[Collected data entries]
========================================

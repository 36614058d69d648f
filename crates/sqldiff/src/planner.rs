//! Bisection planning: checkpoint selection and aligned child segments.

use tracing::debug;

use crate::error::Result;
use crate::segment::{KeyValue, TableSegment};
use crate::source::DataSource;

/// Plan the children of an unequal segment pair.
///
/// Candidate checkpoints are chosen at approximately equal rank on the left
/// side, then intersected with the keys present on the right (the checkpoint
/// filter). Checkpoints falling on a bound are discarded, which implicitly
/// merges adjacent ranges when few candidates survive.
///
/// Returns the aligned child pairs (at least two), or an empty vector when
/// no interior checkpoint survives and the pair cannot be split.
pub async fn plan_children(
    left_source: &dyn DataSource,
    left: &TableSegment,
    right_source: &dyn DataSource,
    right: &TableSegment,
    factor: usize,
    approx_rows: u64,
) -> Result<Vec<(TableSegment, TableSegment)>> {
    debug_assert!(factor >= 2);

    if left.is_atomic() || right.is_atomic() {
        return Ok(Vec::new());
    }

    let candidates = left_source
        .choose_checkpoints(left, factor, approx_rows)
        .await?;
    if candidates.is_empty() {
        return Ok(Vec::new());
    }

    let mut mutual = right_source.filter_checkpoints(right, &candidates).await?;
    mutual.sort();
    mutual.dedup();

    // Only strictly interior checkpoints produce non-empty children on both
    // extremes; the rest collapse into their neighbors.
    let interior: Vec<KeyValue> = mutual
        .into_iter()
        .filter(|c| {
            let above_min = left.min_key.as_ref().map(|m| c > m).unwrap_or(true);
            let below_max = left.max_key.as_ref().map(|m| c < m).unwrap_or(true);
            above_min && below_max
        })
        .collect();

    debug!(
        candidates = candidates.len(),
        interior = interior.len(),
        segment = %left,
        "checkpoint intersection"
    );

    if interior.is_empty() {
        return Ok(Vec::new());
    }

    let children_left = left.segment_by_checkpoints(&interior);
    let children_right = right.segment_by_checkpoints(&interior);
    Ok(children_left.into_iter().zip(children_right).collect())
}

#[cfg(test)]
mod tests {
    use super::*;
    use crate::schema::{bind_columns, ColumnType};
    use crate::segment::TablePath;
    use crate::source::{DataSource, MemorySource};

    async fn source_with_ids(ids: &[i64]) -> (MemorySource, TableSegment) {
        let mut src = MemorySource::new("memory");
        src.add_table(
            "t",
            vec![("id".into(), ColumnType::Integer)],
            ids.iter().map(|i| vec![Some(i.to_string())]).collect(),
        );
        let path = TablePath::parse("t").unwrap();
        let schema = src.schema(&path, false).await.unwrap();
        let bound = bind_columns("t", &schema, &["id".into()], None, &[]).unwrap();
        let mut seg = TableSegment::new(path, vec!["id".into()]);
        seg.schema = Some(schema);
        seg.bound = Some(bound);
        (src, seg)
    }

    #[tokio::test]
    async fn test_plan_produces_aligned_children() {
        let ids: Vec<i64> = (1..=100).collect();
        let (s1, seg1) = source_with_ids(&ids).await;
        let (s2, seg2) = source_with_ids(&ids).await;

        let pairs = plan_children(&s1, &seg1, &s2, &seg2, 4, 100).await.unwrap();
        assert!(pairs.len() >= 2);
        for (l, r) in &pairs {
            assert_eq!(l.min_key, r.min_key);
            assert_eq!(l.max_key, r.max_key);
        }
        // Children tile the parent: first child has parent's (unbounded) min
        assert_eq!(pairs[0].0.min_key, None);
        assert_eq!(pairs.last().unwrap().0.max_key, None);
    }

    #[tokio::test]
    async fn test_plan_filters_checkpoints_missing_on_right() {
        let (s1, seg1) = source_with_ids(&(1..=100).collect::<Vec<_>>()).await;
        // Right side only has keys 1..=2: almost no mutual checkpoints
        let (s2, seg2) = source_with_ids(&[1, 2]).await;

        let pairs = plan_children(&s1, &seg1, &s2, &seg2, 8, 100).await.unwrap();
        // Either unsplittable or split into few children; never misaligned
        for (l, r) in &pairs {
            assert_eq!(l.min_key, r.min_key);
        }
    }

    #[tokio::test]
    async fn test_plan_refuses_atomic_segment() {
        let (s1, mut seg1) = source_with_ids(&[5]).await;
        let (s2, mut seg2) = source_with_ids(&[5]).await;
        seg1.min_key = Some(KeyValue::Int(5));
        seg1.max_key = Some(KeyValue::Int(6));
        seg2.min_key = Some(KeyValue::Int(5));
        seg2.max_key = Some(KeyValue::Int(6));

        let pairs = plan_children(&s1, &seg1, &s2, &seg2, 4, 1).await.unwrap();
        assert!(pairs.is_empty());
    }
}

========================================

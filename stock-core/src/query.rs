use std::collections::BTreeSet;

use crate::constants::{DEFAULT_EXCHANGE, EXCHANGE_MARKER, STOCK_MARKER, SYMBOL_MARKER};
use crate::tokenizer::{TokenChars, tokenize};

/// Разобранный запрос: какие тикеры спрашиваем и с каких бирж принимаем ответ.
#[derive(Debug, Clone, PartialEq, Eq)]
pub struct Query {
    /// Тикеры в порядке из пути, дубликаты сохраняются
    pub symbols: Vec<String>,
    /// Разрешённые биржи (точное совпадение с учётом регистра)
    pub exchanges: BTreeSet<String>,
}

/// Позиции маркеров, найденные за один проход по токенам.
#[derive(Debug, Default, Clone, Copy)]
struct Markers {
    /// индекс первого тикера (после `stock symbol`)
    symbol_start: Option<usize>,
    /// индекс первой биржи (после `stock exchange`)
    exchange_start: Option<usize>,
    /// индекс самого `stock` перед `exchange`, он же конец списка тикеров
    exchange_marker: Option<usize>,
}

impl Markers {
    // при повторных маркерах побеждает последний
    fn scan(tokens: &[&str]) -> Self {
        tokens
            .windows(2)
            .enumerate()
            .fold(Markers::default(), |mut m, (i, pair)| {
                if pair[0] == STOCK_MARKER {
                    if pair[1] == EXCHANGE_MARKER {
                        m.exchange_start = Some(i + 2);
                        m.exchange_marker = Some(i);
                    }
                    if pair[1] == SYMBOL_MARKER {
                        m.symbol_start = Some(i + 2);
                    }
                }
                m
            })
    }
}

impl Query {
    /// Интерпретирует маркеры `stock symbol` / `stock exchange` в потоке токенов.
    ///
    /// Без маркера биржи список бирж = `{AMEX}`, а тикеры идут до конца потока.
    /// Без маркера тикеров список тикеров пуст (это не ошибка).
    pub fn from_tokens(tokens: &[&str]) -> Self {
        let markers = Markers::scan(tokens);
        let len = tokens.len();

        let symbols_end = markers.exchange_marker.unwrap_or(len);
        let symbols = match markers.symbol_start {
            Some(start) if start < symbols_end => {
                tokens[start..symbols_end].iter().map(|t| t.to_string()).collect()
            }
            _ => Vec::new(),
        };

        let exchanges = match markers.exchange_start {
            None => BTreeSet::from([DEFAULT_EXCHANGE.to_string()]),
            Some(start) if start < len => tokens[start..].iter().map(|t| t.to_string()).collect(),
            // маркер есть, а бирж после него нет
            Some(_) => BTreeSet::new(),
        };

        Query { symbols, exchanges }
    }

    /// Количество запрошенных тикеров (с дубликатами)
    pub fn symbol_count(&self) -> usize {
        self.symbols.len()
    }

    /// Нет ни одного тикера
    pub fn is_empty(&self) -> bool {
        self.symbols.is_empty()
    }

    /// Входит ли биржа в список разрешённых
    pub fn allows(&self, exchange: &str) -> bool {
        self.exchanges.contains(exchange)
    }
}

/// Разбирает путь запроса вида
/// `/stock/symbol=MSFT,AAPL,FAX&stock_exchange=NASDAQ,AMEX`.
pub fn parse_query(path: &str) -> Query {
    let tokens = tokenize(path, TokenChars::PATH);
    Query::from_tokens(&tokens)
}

========================================

TRY IT: Set down again, word for word, the stretch of records from the line with "repository 36614058d69d648f" to the line with "use crate::source::DataSource;", both of those lines included.

RESULT OF THE TASK:
repository 36614058d69d648f
filename crates/sqldiff/src/planner.rs
//! Bisection planning: checkpoint selection and aligned child segments.

use tracing::debug;

use crate::error::Result;
use crate::segment::{KeyValue, TableSegment};
use crate::source::DataSource;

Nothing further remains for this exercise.